CRISPRi repression of nonhomologous end‐joining for enhanced genome engineering via homologous recombination in Yarrowia lipolytica

Abstract In many organisms of biotechnological importance precise genome editing is limited by inherently low homologous recombination (HR) efficiencies. A number of strategies exist to increase the effectiveness of this native DNA repair pathway; however, most strategies rely on permanently disabling competing repair pathways, thus reducing an organism's capacity to repair naturally occurring double strand breaks. Here, we describe a CRISPR interference (CRISPRi) system for gene repression in the oleochemical‐producing yeast Yarrowia lipolytica . By using a multiplexed sgRNA targeting strategy, we demonstrate efficient repression of eight out of nine targeted genes to enhance HR. Strains with nonhomologous end‐joining repressed were shown to have increased rates of HR when transformed with a linear DNA fragment with homology to a genomic locus.
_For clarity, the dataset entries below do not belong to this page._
//! Events streamed to the UI while a request is processed

use crate::message::{Message, TokenUsage};
use crate::permissions::Capability;
use serde::{Deserialize, Serialize};

/// Live rendering events, tagged by `type` on the wire
#[derive(Debug, Clone, PartialEq, Serialize, Deserialize)]
#[serde(tag = "type")]
pub enum UiEvent {
    #[serde(rename = "message:start")]
    MessageStart { session_id: String, turn: usize },

    #[serde(rename = "text:delta")]
    TextDelta { text: String },

    /// A text block finished; carries the whole block
    #[serde(rename = "text:done")]
    TextDone { text: String },

    #[serde(rename = "tool:start")]
    ToolStart {
        id: String,
        name: String,
        input: serde_json::Value,
    },

    #[serde(rename = "tool:done")]
    ToolDone {
        id: String,
        name: String,
        output: String,
        is_error: bool,
    },

    /// The assistant message as persisted
    #[serde(rename = "message:done")]
    MessageDone { message: Message },

    #[serde(rename = "turn:done")]
    TurnDone {
        turn: usize,
        #[serde(default, skip_serializing_if = "Option::is_none")]
        usage: Option<TokenUsage>,
    },

    /// The request stopped on cancellation; nothing further follows
    #[serde(rename = "cancelled")]
    Cancelled { turn: usize },

    /// Verbatim backend or engine error text
    #[serde(rename = "error")]
    Error { message: String },

    /// Waiting on [`crate::prompter::Prompter::respond`]
    #[serde(rename = "permission:request")]
    PermissionRequest {
        request_id: String,
        capability: Capability,
        #[serde(default, skip_serializing_if = "Option::is_none")]
        target: Option<String>,
        reason: String,
    },

    /// Waiting on [`crate::prompter::Prompter::respond`]
    #[serde(rename = "question:request")]
    QuestionRequest {
        request_id: String,
        question: String,
        #[serde(default, skip_serializing_if = "Vec::is_empty")]
        options: Vec<String>,
    },
}

impl UiEvent {
    /// Wire name of this event
    pub fn kind(&self) -> &'static str {
        match self {
            Self::MessageStart { .. } => "message:start",
            Self::TextDelta { .. } => "text:delta",
            Self::TextDone { .. } => "text:done",
            Self::ToolStart { .. } => "tool:start",
            Self::ToolDone { .. } => "tool:done",
            Self::MessageDone { .. } => "message:done",
            Self::TurnDone { .. } => "turn:done",
            Self::Cancelled { .. } => "cancelled",
            Self::Error { .. } => "error",
            Self::PermissionRequest { .. } => "permission:request",
            Self::QuestionRequest { .. } => "question:request",
        }
    }
}
//! AWS event-stream binary framing (`application/vnd.amazon.eventstream`)
//!
//! Wire format, all integers big-endian:
//! `[total_len:u32][headers_len:u32][prelude_crc:u32][headers][payload][message_crc:u32]`
//!
//! A bad prelude CRC means frame boundaries can no longer be trusted and is
//! fatal for the stream. A bad message CRC only discards that frame.

use crate::error::{ConverseError, Result};
use bytes::{Buf, BufMut, Bytes, BytesMut};

const PRELUDE_LEN: usize = 12;
const TRAILER_LEN: usize = 4;
/// Smallest legal frame: prelude plus message CRC
const MIN_FRAME_LEN: usize = PRELUDE_LEN + TRAILER_LEN;
/// Maximum frame size: 16 MiB
pub const MAX_FRAME_LEN: usize = 16 * 1024 * 1024;

/// Typed header value
#[derive(Debug, Clone, PartialEq, Eq)]
pub enum HeaderValue {
    Bool(bool),
    Byte(i8),
    Short(i16),
    Int(i32),
    Long(i64),
    Bytes(Bytes),
    String(String),
    Timestamp(i64),
    Uuid([u8; 16]),
}

/// One decoded frame
#[derive(Debug, Clone, PartialEq, Eq)]
pub struct Frame {
    pub headers: Vec<(String, HeaderValue)>,
    pub payload: Bytes,
}

impl Frame {
    /// String value of a header, if present and string-typed
    pub fn header_str(&self, name: &str) -> Option<&str> {
        self.headers.iter().find_map(|(n, v)| match v {
            HeaderValue::String(s) if n == name => Some(s.as_str()),
            _ => None,
        })
    }

    /// Build a frame with string headers (used for fixtures and benchmarks)
    pub fn new(headers: &[(&str, &str)], payload: impl Into<Bytes>) -> Self {
        Self {
            headers: headers
                .iter()
                .map(|(n, v)| (n.to_string(), HeaderValue::String(v.to_string())))
                .collect(),
            payload: payload.into(),
        }
    }

    /// Encode this frame for the wire
    pub fn encode(&self) -> Result<Vec<u8>> {
        let mut headers = BytesMut::new();
        for (name, value) in &self.headers {
            if name.len() > u8::MAX as usize {
                return Err(ConverseError::Protocol(format!("Header name too long: {}", name)));
            }
            headers.put_u8(name.len() as u8);
            headers.put_slice(name.as_bytes());
            encode_value(&mut headers, value)?;
        }

        let total = PRELUDE_LEN + headers.len() + self.payload.len() + TRAILER_LEN;
        if total > MAX_FRAME_LEN {
            return Err(ConverseError::Protocol(format!(
                "Frame too large: {} bytes (max {})",
                total, MAX_FRAME_LEN
            )));
        }

        let mut buf = BytesMut::with_capacity(total);
        buf.put_u32(total as u32);
        buf.put_u32(headers.len() as u32);
        let prelude_crc = crc32fast::hash(&buf[..8]);
        buf.put_u32(prelude_crc);
        buf.put_slice(&headers);
        buf.put_slice(&self.payload);
        let message_crc = crc32fast::hash(&buf);
        buf.put_u32(message_crc);
        Ok(buf.to_vec())
    }

    /// Decode one frame from the front of `buf`.
    ///
    /// Returns the frame and bytes consumed, or `Ok(None)` if more data is
    /// needed. Any checksum or header failure is an `Err` here; use
    /// [`FrameDecoder`] to skip individually corrupt frames.
    pub fn decode(buf: &[u8]) -> Result<Option<(Self, usize)>> {
        match decode_frame(buf)? {
            Some((Ok(frame), consumed)) => Ok(Some((frame, consumed))),
            Some((Err(e), _)) => Err(e),
            None => Ok(None),
        }
    }
}

fn encode_value(buf: &mut BytesMut, value: &HeaderValue) -> Result<()> {
    match value {
        HeaderValue::Bool(true) => buf.put_u8(0),
        HeaderValue::Bool(false) => buf.put_u8(1),
        HeaderValue::Byte(b) => {
            buf.put_u8(2);
            buf.put_i8(*b);
        }
        HeaderValue::Short(v) => {
            buf.put_u8(3);
            buf.put_i16(*v);
        }
        HeaderValue::Int(v) => {
            buf.put_u8(4);
            buf.put_i32(*v);
        }
        HeaderValue::Long(v) => {
            buf.put_u8(5);
            buf.put_i64(*v);
        }
        HeaderValue::Bytes(b) => {
            buf.put_u8(6);
            put_short_bytes(buf, b)?;
        }
        HeaderValue::String(s) => {
            buf.put_u8(7);
            put_short_bytes(buf, s.as_bytes())?;
        }
        HeaderValue::Timestamp(v) => {
            buf.put_u8(8);
            buf.put_i64(*v);
        }
        HeaderValue::Uuid(u) => {
            buf.put_u8(9);
            buf.put_slice(u);
        }
    }
    Ok(())
}

fn put_short_bytes(buf: &mut BytesMut, data: &[u8]) -> Result<()> {
    if data.len() > u16::MAX as usize {
        return Err(ConverseError::Protocol("Header value too long".to_string()));
    }
    buf.put_u16(data.len() as u16);
    buf.put_slice(data);
    Ok(())
}

/// Outer `Err`: framing is lost. Inner `Err`: this frame is bad but was skipped over.
#[allow(clippy::type_complexity)]
fn decode_frame(buf: &[u8]) -> Result<Option<(Result<Frame>, usize)>> {
    if buf.len() < PRELUDE_LEN {
        return Ok(None);
    }
    let mut prelude = &buf[..PRELUDE_LEN];
    let total = prelude.get_u32() as usize;
    let headers_len = prelude.get_u32() as usize;
    let prelude_crc = prelude.get_u32();

    if crc32fast::hash(&buf[..8]) != prelude_crc {
        return Err(ConverseError::Protocol(
            "Event stream prelude checksum mismatch".to_string(),
        ));
    }
    if total < MIN_FRAME_LEN || total > MAX_FRAME_LEN || headers_len > total - MIN_FRAME_LEN {
        return Err(ConverseError::Protocol(format!(
            "Invalid event stream frame lengths: total={} headers={}",
            total, headers_len
        )));
    }
    if buf.len() < total {
        return Ok(None);
    }

    let mut trailer = &buf[total - TRAILER_LEN..total];
    let message_crc = trailer.get_u32();
    if crc32fast::hash(&buf[..total - TRAILER_LEN]) != message_crc {
        return Ok(Some((
            Err(ConverseError::Protocol(
                "Event stream message checksum mismatch".to_string(),
            )),
            total,
        )));
    }

    let headers_end = PRELUDE_LEN + headers_len;
    let headers = match decode_headers(&buf[PRELUDE_LEN..headers_end]) {
        Ok(h) => h,
        Err(e) => return Ok(Some((Err(e), total))),
    };
    let payload = Bytes::copy_from_slice(&buf[headers_end..total - TRAILER_LEN]);
    Ok(Some((Ok(Frame { headers, payload }), total)))
}

fn decode_headers(mut buf: &[u8]) -> Result<Vec<(String, HeaderValue)>> {
    let truncated = || ConverseError::Protocol("Truncated event stream header".to_string());
    let mut headers = Vec::new();

    while buf.has_remaining() {
        let name_len = buf.get_u8() as usize;
        if buf.remaining() < name_len + 1 {
            return Err(truncated());
        }
        let name = String::from_utf8_lossy(&buf[..name_len]).into_owned();
        buf.advance(name_len);

        let need = |buf: &[u8], n: usize| if buf.len() < n { Err(truncated()) } else { Ok(()) };
        let value = match buf.get_u8() {
            0 => HeaderValue::Bool(true),
            1 => HeaderValue::Bool(false),
            2 => {
                need(buf, 1)?;
                HeaderValue::Byte(buf.get_i8())
            }
            3 => {
                need(buf, 2)?;
                HeaderValue::Short(buf.get_i16())
            }
            4 => {
                need(buf, 4)?;
                HeaderValue::Int(buf.get_i32())
            }
            5 => {
                need(buf, 8)?;
                HeaderValue::Long(buf.get_i64())
            }
            6 => {
                need(buf, 2)?;
                let len = buf.get_u16() as usize;
                need(buf, len)?;
                HeaderValue::Bytes(buf.copy_to_bytes(len))
            }
            7 => {
                need(buf, 2)?;
                let len = buf.get_u16() as usize;
                need(buf, len)?;
                let value = String::from_utf8_lossy(&buf[..len]).into_owned();
                buf.advance(len);
                HeaderValue::String(value)
            }
            8 => {
                need(buf, 8)?;
                HeaderValue::Timestamp(buf.get_i64())
            }
            9 => {
                need(buf, 16)?;
                let mut uuid = [0u8; 16];
                buf.copy_to_slice(&mut uuid);
                HeaderValue::Uuid(uuid)
            }
            other => {
                return Err(ConverseError::Protocol(format!(
                    "Unknown event stream header type: {}",
                    other
                )))
            }
        };
        headers.push((name, value));
    }
    Ok(headers)
}

/// Incremental decoder over a chunked byte stream
#[derive(Debug, Default)]
pub struct FrameDecoder {
    buffer: BytesMut,
}

impl FrameDecoder {
    pub fn new() -> Self {
        Self::default()
    }

    /// Feed a chunk and return every complete frame it finishes.
    ///
    /// Frames with a bad message checksum are dropped with a warning.
    /// A bad prelude is returned as an error and the decoder should be
    /// abandoned.
    pub fn push(&mut self, chunk: &[u8]) -> Result<Vec<Frame>> {
        self.buffer.extend_from_slice(chunk);
        let mut frames = Vec::new();
        while let Some((frame, consumed)) = decode_frame(&self.buffer)? {
            self.buffer.advance(consumed);
            match frame {
                Ok(frame) => frames.push(frame),
                Err(e) => tracing::warn!("Skipping event stream frame: {}", e),
            }
        }
        Ok(frames)
    }

    /// Bytes buffered toward an incomplete frame
    pub fn pending(&self) -> usize {
        self.buffer.len()
    }
}
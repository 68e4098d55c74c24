//! Tool system
//!
//! Tools implement [`Tool`] and are looked up by name in a [`ToolRegistry`].
//! Each tool checks permissions itself before any side effect; a denial is
//! reported as ordinary output so the model can adjust.

pub mod builtin;
mod registry;
mod types;

pub use registry::ToolRegistry;
pub use types::{
    truncate_output, SessionToolState, Tool, ToolContext, ToolOutput, MAX_OUTPUT_BYTES,
};

use crate::message::ContentBlock;
use serde::{Deserialize, Serialize};

/// Outcome of one tool invocation
#[derive(Debug, Clone, PartialEq, Serialize, Deserialize)]
pub struct ToolResult {
    pub output: String,
    pub is_error: bool,
    #[serde(default, skip_serializing_if = "Option::is_none")]
    pub title: Option<String>,
    #[serde(default, skip_serializing_if = "Option::is_none")]
    pub metadata: Option<serde_json::Value>,
}

impl ToolResult {
    pub fn success(output: impl Into<String>) -> Self {
        Self {
            output: output.into(),
            is_error: false,
            title: None,
            metadata: None,
        }
    }

    pub fn error(message: impl Into<String>) -> Self {
        Self {
            output: message.into(),
            is_error: true,
            title: None,
            metadata: None,
        }
    }

    /// The `tool_result` block answering `tool_use_id`
    pub fn into_block(self, tool_use_id: impl Into<String>) -> ContentBlock {
        ContentBlock::tool_result(tool_use_id, self.output, self.is_error)
    }
}
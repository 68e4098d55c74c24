//! Tool Registry
//!
//! Name-indexed tools with thread-safe registration and a failure boundary:
//! whatever a tool does, `execute` returns a [`ToolResult`].

use super::types::{truncate_output, Tool, ToolContext};
use super::ToolResult;
use crate::provider::ToolDefinition;
use std::collections::HashMap;
use std::sync::{Arc, RwLock, RwLockReadGuard, RwLockWriteGuard};
use std::time::Duration;
use tracing::Instrument;

pub struct ToolRegistry {
    tools: RwLock<HashMap<String, Arc<dyn Tool>>>,
}

impl Default for ToolRegistry {
    fn default() -> Self {
        Self::new()
    }
}

impl ToolRegistry {
    /// Empty registry
    pub fn new() -> Self {
        Self {
            tools: RwLock::new(HashMap::new()),
        }
    }

    /// Registry with every built-in tool
    pub fn with_builtins() -> Self {
        Self::with_builtins_and_timeout(Duration::from_secs(
            super::builtin::bash::DEFAULT_TIMEOUT_SECS,
        ))
    }

    /// Built-ins, with a custom default shell timeout
    pub fn with_builtins_and_timeout(bash_timeout: Duration) -> Self {
        let registry = Self::new();
        super::builtin::register_builtins(&registry, bash_timeout);
        registry
    }

    fn read(&self) -> RwLockReadGuard<'_, HashMap<String, Arc<dyn Tool>>> {
        self.tools.read().unwrap_or_else(|e| e.into_inner())
    }

    fn write(&self) -> RwLockWriteGuard<'_, HashMap<String, Arc<dyn Tool>>> {
        self.tools.write().unwrap_or_else(|e| e.into_inner())
    }

    /// Register a tool, replacing any tool of the same name
    pub fn register(&self, tool: Arc<dyn Tool>) {
        let name = tool.name().to_string();
        tracing::debug!("Registering tool: {}", name);
        if self.write().insert(name.clone(), tool).is_some() {
            tracing::warn!("Tool '{}' replaced an existing registration", name);
        }
    }

    /// Returns true if the tool was found and removed
    pub fn unregister(&self, name: &str) -> bool {
        self.write().remove(name).is_some()
    }

    pub fn get(&self, name: &str) -> Option<Arc<dyn Tool>> {
        self.read().get(name).cloned()
    }

    pub fn contains(&self, name: &str) -> bool {
        self.read().contains_key(name)
    }

    /// Tool definitions for the model, sorted by name
    pub fn definitions(&self) -> Vec<ToolDefinition> {
        let mut defs: Vec<ToolDefinition> = self
            .read()
            .values()
            .map(|tool| ToolDefinition {
                name: tool.name().to_string(),
                description: tool.description().to_string(),
                parameters: tool.parameters(),
            })
            .collect();
        defs.sort_by(|a, b| a.name.cmp(&b.name));
        defs
    }

    /// Sorted tool names
    pub fn names(&self) -> Vec<String> {
        let mut names: Vec<String> = self.read().keys().cloned().collect();
        names.sort();
        names
    }

    pub fn len(&self) -> usize {
        self.read().len()
    }

    pub fn is_empty(&self) -> bool {
        self.len() == 0
    }

    /// Run a tool. Unknown names and tool failures become error results.
    pub async fn execute(
        &self,
        name: &str,
        args: &serde_json::Value,
        ctx: &ToolContext,
    ) -> ToolResult {
        let span = tracing::info_span!(
            "a3s.tool.execute",
            "a3s.tool.name" = %name,
            "a3s.tool.call_id" = %ctx.call_id,
            "a3s.tool.session_id" = %ctx.session_id,
            "a3s.tool.success" = tracing::field::Empty,
            "a3s.tool.duration_ms" = tracing::field::Empty,
        );

        async {
            let start = std::time::Instant::now();
            let result = match self.get(name) {
                Some(tool) => match tool.execute(args, ctx).await {
                    Ok(output) => ToolResult {
                        output: truncate_output(output.content),
                        is_error: output.is_error,
                        title: output.title,
                        metadata: output.metadata,
                    },
                    Err(e) => {
                        tracing::warn!("Tool '{}' failed: {:#}", name, e);
                        ToolResult::error(format!("{:#}", e))
                    }
                },
                None => {
                    tracing::warn!("Model requested unknown tool '{}'", name);
                    ToolResult::error(format!("unknown tool: {}", name))
                }
            };

            let span = tracing::Span::current();
            span.record("a3s.tool.success", !result.is_error);
            span.record("a3s.tool.duration_ms", start.elapsed().as_millis() as u64);
            result
        }
        .instrument(span)
        .await
    }
}

#[cfg(test)]
mod tests {
    use super::*;
    use crate::permissions::{PermissionChecker, PermissionPolicy};
    use crate::tools::ToolOutput;
    use async_trait::async_trait;

    struct MockTool {
        name: String,
        fail: bool,
    }

    #[async_trait]
    impl Tool for MockTool {
        fn name(&self) -> &str {
            &self.name
        }

        fn description(&self) -> &str {
            "A mock tool for testing"
        }

        fn parameters(&self) -> serde_json::Value {
            serde_json::json!({"type": "object", "properties": {}})
        }

        async fn execute(
            &self,
            _args: &serde_json::Value,
            _ctx: &ToolContext,
        ) -> anyhow::Result<ToolOutput> {
            if self.fail {
                Err(anyhow::anyhow!("disk on fire").context("mock failed"))
            } else {
                Ok(ToolOutput::success("mock output").with_title("mock"))
            }
        }
    }

    fn mock(name: &str, fail: bool) -> Arc<dyn Tool> {
        Arc::new(MockTool {
            name: name.to_string(),
            fail,
        })
    }

    fn ctx() -> ToolContext {
        ToolContext::new(
            std::env::temp_dir(),
            Arc::new(PermissionChecker::new(PermissionPolicy::default())),
        )
    }

    #[test]
    fn test_register_and_lookup() {
        let registry = ToolRegistry::new();
        assert!(registry.is_empty());
        registry.register(mock("b", false));
        registry.register(mock("a", false));
        assert_eq!(registry.len(), 2);
        assert!(registry.contains("a"));
        assert_eq!(registry.names(), vec!["a", "b"]);
        assert!(registry.unregister("a"));
        assert!(!registry.unregister("a"));
    }

    #[test]
    fn test_definitions_sorted() {
        let registry = ToolRegistry::new();
        registry.register(mock("zeta", false));
        registry.register(mock("alpha", false));
        let names: Vec<_> = registry.definitions().into_iter().map(|d| d.name).collect();
        assert_eq!(names, vec!["alpha", "zeta"]);
    }

    #[test]
    fn test_builtins_registered() {
        let registry = ToolRegistry::with_builtins();
        for name in [
            "bash",
            "edit",
            "glob",
            "grep",
            "question",
            "read",
            "todo_read",
            "todo_write",
            "web_fetch",
            "write",
        ] {
            assert!(registry.contains(name), "missing builtin {}", name);
        }
    }

    #[tokio::test]
    async fn test_execute_success() {
        let registry = ToolRegistry::new();
        registry.register(mock("ok", false));
        let result = registry.execute("ok", &serde_json::json!({}), &ctx()).await;
        assert!(!result.is_error);
        assert_eq!(result.output, "mock output");
        assert_eq!(result.title.as_deref(), Some("mock"));
    }

    #[tokio::test]
    async fn test_execute_error_is_caught() {
        let registry = ToolRegistry::new();
        registry.register(mock("bad", true));
        let result = registry.execute("bad", &serde_json::json!({}), &ctx()).await;
        assert!(result.is_error);
        assert!(result.output.contains("mock failed"));
        assert!(result.output.contains("disk on fire"));
    }

    #[tokio::test]
    async fn test_execute_unknown_tool() {
        let registry = ToolRegistry::new();
        let result = registry.execute("nope", &serde_json::json!({}), &ctx()).await;
        assert!(result.is_error);
        assert_eq!(result.output, "unknown tool: nope");
    }
}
With multiplexed targeting of KU70 and KU80 , and enhanced repression with Mxi1 fused to deactivated Cas9 (dCas9), rates of HR as high as 90% were achieved. The developed CRISPRi system enables enhanced HR in Y. lipolytica without permanent genetic knockouts and promises to be a potent tool for other metabolic engineering, synthetic biology, and functional genomics studies.